Thanks Teacake...your response wasn't easy to read and it stirred up a lot of uncomfortable emotion in me, but maybe that's what I needed. It's true, I do feel angry. And I don't think it's just me; I have a lot of other friends my age (25) who feel the same way. Mangled and weighed down by a consumerist and bottom-line culture.
I hope you don't mind, this may end up being a long-ish post. I associate the feminine with India, and India with the interconnectedness of all things, the ever-renewing flow of Life and Death. I've always had this awareness of life cycles and I feel our culture doesn't. One important thing I forgot to mention was that in the dream, the pants were in the women's section of the mall; the carpet bags in the men's section. I do feel a certain degree of oppressed womanhood, especially in grad school.

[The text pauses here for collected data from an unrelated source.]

//! Content-hash keyed payload cache with per-hash sync status.

use bytes::Bytes;
use lru::LruCache;
use mirror_core::ContentHash;
use parking_lot::Mutex;
use serde::Serialize;
use std::{collections::HashMap, num::NonZeroUsize};

/// Sync state of one content hash.
///
/// `Syncing -> Fresh` when the fetch succeeds, `Syncing -> Stale` when it
/// fails. A `Fresh` hash is never fetched again while it stays cached.
#[derive(Clone, Copy, Debug, PartialEq, Eq, Serialize)]
#[serde(rename_all = "lowercase")]
pub enum SyncStatus {
    Syncing,
    Fresh,
    Stale,
}

#[derive(Debug)]
struct Entries {
    status: HashMap<ContentHash, SyncStatus>,
    /// Payloads of fresh hashes. Only this part is bounded, so a hash that
    /// is syncing or stale is never evicted.
    payloads: LruCache<ContentHash, Bytes>,
}

/// Blob payloads keyed by content hash.
///
/// Each operation touches a single key inside a short critical section.
/// Since equal hashes mean equal bytes, writes to the same key commute and
/// concurrent watch loops cannot lose each other's updates.
#[derive(Debug)]
pub struct BlobCache {
    entries: Mutex<Entries>,
}

impl BlobCache {
    /// Creates a cache holding at most `capacity` payloads, or an unbounded
    /// one for `None`.
    pub fn new(capacity: Option<usize>) -> Self {
        let payloads = match capacity {
            Some(cap) => LruCache::new(NonZeroUsize::new(cap).unwrap_or(NonZeroUsize::MIN)),
            None => LruCache::unbounded(),
        };
        Self {
            entries: Mutex::new(Entries {
                status: HashMap::new(),
                payloads,
            }),
        }
    }

    /// Marks `hash` as syncing. Returns `false` when it is already fresh or
    /// a fetch is in flight, in which case the caller must not fetch.
    pub fn begin_fetch(&self, hash: &ContentHash) -> bool {
        let mut entries = self.entries.lock();
        match entries.status.get(hash).copied() {
            Some(SyncStatus::Fresh) | Some(SyncStatus::Syncing) => false,
            Some(SyncStatus::Stale) | None => {
                entries.status.insert(hash.clone(), SyncStatus::Syncing);
                true
            }
        }
    }

    /// Stores a fetched payload and marks it fresh. The payload evicted to
    /// make room loses its status, so it is fetched again when next seen.
    pub fn complete(&self, hash: &ContentHash, payload: Bytes) {
        let mut entries = self.entries.lock();
        entries.status.insert(hash.clone(), SyncStatus::Fresh);
        if let Some((evicted, _)) = entries.payloads.push(hash.clone(), payload) {
            if evicted != *hash {
                entries.status.remove(&evicted);
            }
        }
    }

    /// Records a failed fetch. A fresh entry stays fresh.
    pub fn fail(&self, hash: &ContentHash) {
        let mut entries = self.entries.lock();
        let status = entries.status.entry(hash.clone()).or_insert(SyncStatus::Stale);
        if *status != SyncStatus::Fresh {
            *status = SyncStatus::Stale;
        }
    }

    /// Payload for `hash` if it is fresh.
    pub fn get(&self, hash: &ContentHash) -> Option<Bytes> {
        let mut entries = self.entries.lock();
        if entries.status.get(hash) != Some(&SyncStatus::Fresh) {
            return None;
        }
        entries.payloads.get(hash).cloned()
    }

    pub fn status(&self, hash: &ContentHash) -> Option<SyncStatus> {
        self.entries.lock().status.get(hash).copied()
    }

    /// Number of tracked hashes, whatever their status.
    pub fn len(&self) -> usize {
        self.entries.lock().status.len()
    }

    pub fn is_empty(&self) -> bool {
        self.len() == 0
    }
}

Grad school has been especially rough. My school has a rather corporate atmosphere and I've done my best to retain my voice. I'm an artist and a sensitive person so it's been difficult at times to "get with the program" and be the student they want me to be. Now school is over and I have a month off; I've put so much concentrated effort in one area for the past 3 months (NOT easy for me to do, as I'm typically scattered and distracted and bipolar like most artists) and I feel deflated, but also kind of confused and muddled emotionally...almost a feeling of like..."what now?"

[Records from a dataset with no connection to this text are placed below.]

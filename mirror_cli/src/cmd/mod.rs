use std::path::PathBuf;

use anyhow::Result;
use mirror_remote_local::LocalRemote;
use mirror_sync::Mirror;

use crate::config::CliConfig;

mod cat;
mod tree;
mod watch;

pub use cat::run_cat;
pub use tree::run_tree;
pub use watch::run_watch;

pub async fn run_command(
    config_file: PathBuf,
    root: Option<PathBuf>,
    cmd: crate::Commands,
) -> Result<()> {
    if let crate::Commands::Config { cmd } = cmd {
        return cmd.run(&config_file);
    }

    let mut config = CliConfig::load(&config_file)?;
    if let Some(root) = root {
        config.remote.base_path = root;
    }
    tracing::debug!(root = %config.remote.base_path.display(), "mirroring local directory");
    let mirror = Mirror::new(LocalRemote::new(config.remote), config.engine)?;

    let result = match cmd {
        crate::Commands::Watch {
            path,
            depth,
            unbounded,
            blobs,
        } => run_watch(&mirror, &path, watch::options(depth, unbounded, blobs)).await,
        crate::Commands::Tree { path, settle_ms } => run_tree(&mirror, &path, settle_ms).await,
        crate::Commands::Cat { path, json } => run_cat(&mirror, &path, json).await,
        crate::Commands::Config { .. } => Ok(()),
    };
    mirror.shutdown();
    result
}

Regardless, I feel grad school is my ticket to a good job and finally getting out of my parents' house so I feel in a bind...
I saw some positive aspects to the dream too...the colorful Indian pants I think represent the colorful and vibrant aspects of myself; and in the dream, the woman was pointing very clearly at the PANTS, not the carpet bags; I only got
distracted by the carpet bags. So perhaps if I focus on India and what it means to me, I will not feel so oppressed...rather than focus my attention on carpet bag issues....
And the black girls...I think they can be positive as well, as anger is only energy, and there was a LOT of energy in that basement....
Thanks so much,
Alma
Quote:
Originally Posted by Teacake
You would like to express some aspect of yourself more colorfully, but you feel constrained by culture, so much so that you feel angry and oppressed.
Carpet baggers were opportunistic northerners who came to exploit the defeated gracious south. They were consideres greedy, low class boorish people and they were resented for buying up the rui.s of the grand old south. So you could feel drawn to expression of something you associate with India, but you dont want to look like a carpetbagger, which could mean you dont want to exploit and disrespectfully (like western feminists appropriating the hindú female god Kali) or you fear looking like a contemptible outsider to your own culture.
Maybe Im projecting. Im one of those older wasp women who would love to wear beautiful panjabi suits in summer but fear people would roll their eyes at me.
Watch out for the black girls in your basement. They dont care about your stuffy old culture. They are young, oppressed, and angry. So are you, deep down.